Soooo, in Sweden a CEO typically earns 14 times more than a "regular" worker. Just ahead of my native Germany, where a CEO typically earns 11 times more, sounds like plenty to me.
Earning 531 (!!!!) times that of the regular hourly employee sounds totally absurd to me. Maybe if you were going to find the cure for cancer or make world peace possible. Otherwise... no way.
So please, if you are an OJ supporter, remember: OJ is part of the rich liberal America, the get-out-of-jail-free card America. The America that knows no law and no limits.
So what do yuo think? Is there a rich and liberal America and our America? Or that is just John Edwards' bumper sticker? OJ has his own America where he is immune from all crimes. Now we have a armed robbery OJ clearly committed and if liberal America has its way, they will claim racism and he will walk.
Let me try to help you out. In the real America, one you seem unfamiliar with, we actually have a system of justice, one in which innocence is presumed until proven otherwise, even of the lowest of the low. If you find that to be a poor system there's a very good chance you'd be more comfortable in a gulag somewhere over the rainbow.
Nirvana guy where do you come up with your material? Time and time again....just amazing. I am drawn to your posts like a car wreck.

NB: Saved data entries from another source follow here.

// Copyright 2026 The Strandgrid Authors. All rights reserved.
// Use of this source code is governed by the Apache License,
// Version 2.0, that can be found in the LICENSE file.

use std::collections::BTreeSet;

use crate::common::{Error, Point, Result, Warning};
use crate::config::VizConfig;
use crate::datamodel::AttentionData;
use crate::interaction::{InteractionController, PointerState};
use crate::palette::head_color;
use crate::scene::Scene;
use crate::strands::NodeId;
use crate::tooltip::TooltipContent;

/// One entry of the host's head-toggle row.
#[derive(Clone, Debug, PartialEq, Eq)]
pub struct HeadToggle {
    pub index: usize,
    pub color: String,
    pub visible: bool,
}

/// Owns one diagram: data, configuration, the rendered scene, and the
/// interaction state, with a rebuild after every data or control change.
#[derive(Debug, Default)]
pub struct VisualizationSession {
    config: VizConfig,
    data: Option<AttentionData>,
    visible_heads: BTreeSet<usize>,
    scene: Option<Scene>,
    controller: InteractionController,
    diagnostics: Vec<Warning>,
}

impl VisualizationSession {
    pub fn new(config: VizConfig) -> Self {
        VisualizationSession {
            config,
            ..Self::default()
        }
    }

    pub fn config(&self) -> &VizConfig {
        &self.config
    }

    pub fn scene(&self) -> Option<&Scene> {
        self.scene.as_ref()
    }

    pub fn data(&self) -> Option<&AttentionData> {
        self.data.as_ref()
    }

    pub fn pointer_state(&self) -> &PointerState {
        self.controller.state()
    }

    pub fn tooltip(&self) -> Option<&TooltipContent> {
        self.controller.tooltip()
    }

    /// Replace the dataset. All heads start visible; the scene is rebuilt
    /// and any pointer state is dropped.
    pub fn load_data(&mut self, data: AttentionData) -> Result<()> {
        self.data = Some(data);
        self.visible_heads = (0..self.discovered_head_count()).collect();
        self.rebuild()
    }

    /// Parse and load the external loader's JSON payload. Tuple-level
    /// problems become diagnostics; only a structurally invalid payload
    /// fails.
    pub fn load_json(&mut self, payload: &str) -> Result<()> {
        let (data, warnings) = AttentionData::from_json_str(payload)?;
        self.diagnostics.extend(warnings);
        self.load_data(data)
    }

    /// Re-derive spacing from the host container and rebuild.
    pub fn fit_container(&mut self, width: f64, height: f64) -> Result<()> {
        let token_count = self.data.as_ref().map(|d| d.tokens.len()).unwrap_or(0);
        let sized = VizConfig::for_container(width, height, token_count);
        self.config.token_spacing = sized.token_spacing;
        self.config.layer_spacing = sized.layer_spacing;
        self.config.token_radius = sized.token_radius;
        self.rebuild_if_loaded()
    }

    pub fn threshold(&self) -> f64 {
        self.config.threshold
    }

    pub fn set_threshold(&mut self, threshold: f64) -> Result<()> {
        self.config.threshold = threshold.clamp(0.0, 1.0);
        self.rebuild_if_loaded()
    }

    pub fn set_head_visible(&mut self, head: usize, visible: bool) -> Result<()> {
        if visible {
            self.visible_heads.insert(head);
        } else {
            self.visible_heads.remove(&head);
        }
        self.rebuild_if_loaded()
    }

    pub fn show_all_heads(&mut self) -> Result<()> {
        self.visible_heads = (0..self.discovered_head_count()).collect();
        self.rebuild_if_loaded()
    }

    pub fn hide_all_heads(&mut self) -> Result<()> {
        self.visible_heads.clear();
        self.rebuild_if_loaded()
    }

    /// Head count reported by the data's first layer; a dataset that
    /// reports none gets one toggle per model layer.
    fn discovered_head_count(&self) -> usize {
        match self.data.as_ref() {
            Some(data) => data
                .head_count()
                .filter(|&n| n > 0)
                .unwrap_or(self.config.model_depth),
            None => 0,
        }
    }

    /// Per-head toggle values for the host's checkbox row.
    pub fn head_toggles(&self) -> Vec<HeadToggle> {
        (0..self.discovered_head_count())
            .map(|h| HeadToggle {
                index: h,
                color: head_color(&self.config.colors, h).to_string(),
                visible: self.visible_heads.contains(&h),
            })
            .collect()
    }

    fn rebuild_if_loaded(&mut self) -> Result<()> {
        if self.data.is_none() {
            return Ok(());
        }
        self.rebuild()
    }

    fn rebuild(&mut self) -> Result<()> {
        let data = self.data.as_ref().ok_or(Error::NoData)?;
        let (scene, warnings) = Scene::render(data, &self.visible_heads, &self.config)?;
        self.diagnostics.extend(warnings);
        self.scene = Some(scene);
        self.controller.reset();
        Ok(())
    }

    pub fn pointer_enter_node(&mut self, layer: usize, token: usize) -> Result<()> {
        let scene = self.scene.as_mut().ok_or(Error::NoData)?;
        self.controller
            .pointer_enter_node(scene, &self.config, NodeId { layer, token });
        Ok(())
    }

    pub fn pointer_leave_node(&mut self) -> Result<()> {
        let scene = self.scene.as_mut().ok_or(Error::NoData)?;
        self.controller.pointer_leave_node(scene, &self.config);
        Ok(())
    }

    pub fn click_node(&mut self, layer: usize, token: usize) -> Result<()> {
        let scene = self.scene.as_mut().ok_or(Error::NoData)?;
        self.controller
            .click_node(scene, &self.config, NodeId { layer, token });
        Ok(())
    }

    pub fn pointer_enter_edge(&mut self, edge_id: &str, pointer: Point) -> Result<()> {
        let scene = self.scene.as_mut().ok_or(Error::NoData)?;
        let data = self.data.as_ref().ok_or(Error::NoData)?;
        self.controller
            .pointer_enter_edge(scene, &data.tokens, &self.config, edge_id, pointer);
        Ok(())
    }

    pub fn pointer_leave_edge(&mut self) -> Result<()> {
        let scene = self.scene.as_mut().ok_or(Error::NoData)?;
        self.controller.pointer_leave_edge(scene, &self.config);
        Ok(())
    }

    /// Drain every diagnostic recorded since the last call, parse and
    /// build warnings included.
    pub fn take_diagnostics(&mut self) -> Vec<Warning> {
        let mut out = std::mem::take(&mut self.diagnostics);
        out.extend(self.controller.take_warnings());
        out
    }

    pub fn to_svg(&self) -> Result<String> {
        self.scene
            .as_ref()
            .map(|s| s.to_svg())
            .ok_or(Error::NoData)
    }
}
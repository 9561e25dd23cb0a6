// Copyright 2026 The Strandgrid Authors. All rights reserved.
// Use of this source code is governed by the Apache License,
// Version 2.0, that can be found in the LICENSE file.

use crate::common::Point;
use crate::config::{MIN_LAYER_SPACING, MIN_TOKEN_SPACING, VizConfig};

/// Deterministic placement of the token-by-layer grid.
///
/// Pure: the same inputs always produce the same coordinates, and there is
/// no state to invalidate between calls.
#[derive(Clone, Copy, Debug, PartialEq)]
pub struct GridGeometry {
    pub token_count: usize,
    pub layers_count: usize,
    pub token_spacing: f64,
    pub layer_spacing: f64,
    pub top_padding: f64,
    pub bottom_padding: f64,
}

impl GridGeometry {
    pub fn new(config: &VizConfig, token_count: usize) -> Self {
        GridGeometry {
            token_count,
            layers_count: config.model_depth,
            token_spacing: config.token_spacing.max(MIN_TOKEN_SPACING),
            layer_spacing: config.layer_spacing.max(MIN_LAYER_SPACING),
            top_padding: config.top_padding,
            bottom_padding: config.bottom_padding,
        }
    }

    /// Column center for a token index.
    pub fn node_x(&self, token: usize) -> f64 {
        token as f64 * self.token_spacing + self.token_spacing / 2.0
    }

    /// Row position for a display layer index (0 is the top row).
    pub fn node_y(&self, layer: usize) -> f64 {
        self.top_padding + layer as f64 * self.layer_spacing
    }

    pub fn node_pos(&self, layer: usize, token: usize) -> Point {
        Point {
            x: self.node_x(token),
            y: self.node_y(layer),
        }
    }

    /// Canvas width: room for every token column plus slack, never
    /// narrower than 800.
    pub fn width(&self) -> f64 {
        ((self.token_count + 1) as f64 * self.token_spacing).max(800.0)
    }

    /// Canvas height: all layer rows plus both paddings.
    pub fn height(&self) -> f64 {
        self.top_padding + self.layers_count as f64 * self.layer_spacing + self.bottom_padding
    }

    /// Y position of the token-label row, directly below the bottom layer.
    pub fn token_label_y(&self) -> f64 {
        self.top_padding + self.layers_count as f64 * self.layer_spacing
    }
}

I know I will be both sickened and morbidly entertained.
"Our results suggest that the popular journalistic image of rich latte-drinking Democrats and poor NASCAR Republicans is a gross oversimplification," Park says. "Income varies far more within states than average income does between states, and it is these with-in-state variances that explain national voting patterns."
The bottom line, the study suggests, is that little has changed in terms of income's general influence on individual voting patterns: in every presidential election since 1952, the richer a voter is, the more likely that voter is to vote Republican, regardless of ethnicity, sex, education or age.

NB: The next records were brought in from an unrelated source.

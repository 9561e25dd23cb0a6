// Copyright 2026 The Strandgrid Authors. All rights reserved.
// Use of this source code is governed by the Apache License,
// Version 2.0, that can be found in the LICENSE file.

use crate::common::Point;
use crate::config::VizConfig;
use crate::datamodel::Token;
use crate::palette::head_color;
use crate::strands::Edge;

/// Range category of one attention strand, by token distance.
#[derive(Clone, Copy, Debug, PartialEq, Eq)]
pub enum AttentionPattern {
    SelfAttention,
    Adjacent,
    MidRange,
    LongRange,
}

impl AttentionPattern {
    pub fn label(&self) -> &'static str {
        match self {
            AttentionPattern::SelfAttention => "Self-attention",
            AttentionPattern::Adjacent => "Adjacent token",
            AttentionPattern::MidRange => "Mid-range",
            AttentionPattern::LongRange => "Long-range",
        }
    }
}

#[derive(Clone, Copy, Debug, PartialEq, Eq)]
pub enum Direction {
    None,
    Left,
    Right,
}

impl Direction {
    pub fn label(&self) -> &'static str {
        match self {
            Direction::None => "",
            Direction::Left => "\u{2190} Left",
            Direction::Right => "\u{2192} Right",
        }
    }
}

/// Everything a host needs to present a hover card for one strand.
/// Composition is pure; presentation belongs to the host.
#[derive(Clone, Debug, PartialEq)]
pub struct TooltipContent {
    /// Zero-based head; display as `Head {head_index + 1}`.
    pub head_index: usize,
    pub head_color: String,
    /// One-based depth counted from the bottom of the diagram.
    pub layer_position: usize,
    pub pattern: AttentionPattern,
    pub direction: Direction,
    /// Attention weight as a 0-100 percentage, capped at 100.
    pub strength_percent: u32,
    pub insight: Option<&'static str>,
    /// Key-side token text (attended to).
    pub key_text: String,
    /// Query-side token text (attending).
    pub query_text: String,
    /// Where the card should appear, offset from the pointer.
    pub anchor: Point,
}

/// Compose the hover card for a strand under the pointer.
pub fn describe(edge: &Edge, tokens: &[Token], config: &VizConfig, pointer: Point) -> TooltipContent {
    let source = edge.source.token;
    let target = edge.target.token;
    let distance = source.abs_diff(target);

    let pattern = if distance == 0 {
        AttentionPattern::SelfAttention
    } else if distance == 1 {
        AttentionPattern::Adjacent
    } else if distance > 5 {
        AttentionPattern::LongRange
    } else {
        AttentionPattern::MidRange
    };

    let direction = if distance == 0 {
        Direction::None
    } else if target > source {
        Direction::Right
    } else {
        Direction::Left
    };

    let layer_position = config.model_depth.saturating_sub(edge.source.layer);

    let mut insight = if distance == 0 {
        Some("Self-attention: token processing its own features")
    } else if target == source + 1 && edge.weight > 0.7 {
        Some("Adjacent right: possible word/subword completion")
    } else if target + 1 == source && edge.weight > 0.7 {
        Some("Adjacent left: context refinement from previous token")
    } else if distance > 3 && edge.weight > 0.85 {
        if source <= 1 {
            Some("Attending to sequence start token")
        } else if tokens.len().checked_sub(1) == Some(source) {
            Some("Attending to last token in context window")
        } else {
            Some("Long-distance connection: possible semantic link")
        }
    } else {
        None
    };

    // positional fallbacks only when nothing range-based applied
    if insight.is_none() {
        if layer_position <= 2 {
            insight = Some("Early layer: extracting low-level patterns");
        } else if layer_position >= 10 {
            insight = Some("Deep layer: forming high-level representations");
        }
    }

    let token_text = |index: usize| {
        tokens
            .get(index)
            .map(|t| t.display_text.clone())
            .unwrap_or_default()
    };

    TooltipContent {
        head_index: edge.head_index,
        head_color: head_color(&config.colors, edge.head_index).to_string(),
        layer_position,
        pattern,
        direction,
        strength_percent: ((edge.weight * 100.0).round() as u32).min(100),
        insight,
        key_text: token_text(edge.key.key),
        query_text: token_text(edge.key.query),
        anchor: Point {
            x: pointer.x + 10.0,
            y: pointer.y - 10.0,
        },
    }
}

What's changing, the researchers argue, is how differences in income are playing out at the county and state levels. A key finding is that relative income is a much stronger predictor of voting preferences in poor states than it is in rich states.
"We find that income matters more in 'red' America than in 'blue' America," the researchers explain. "In poor states, rich people are much more likely than poor people to vote for the Republican presidential candidate, but in rich states (such as Connecticut), income has a very low correlation with vote preference."
In Connecticut, one of the nation's richer states, researchers found little difference between the voting patterns of the state's richest and poorest residents. In Mississippi, the nation's poorest state, they found dramatic income-related differences, with rich voters twice as likely as poor to vote Republican.
What do you mean by "cannot earm more than their employees? Do you have a link to this law?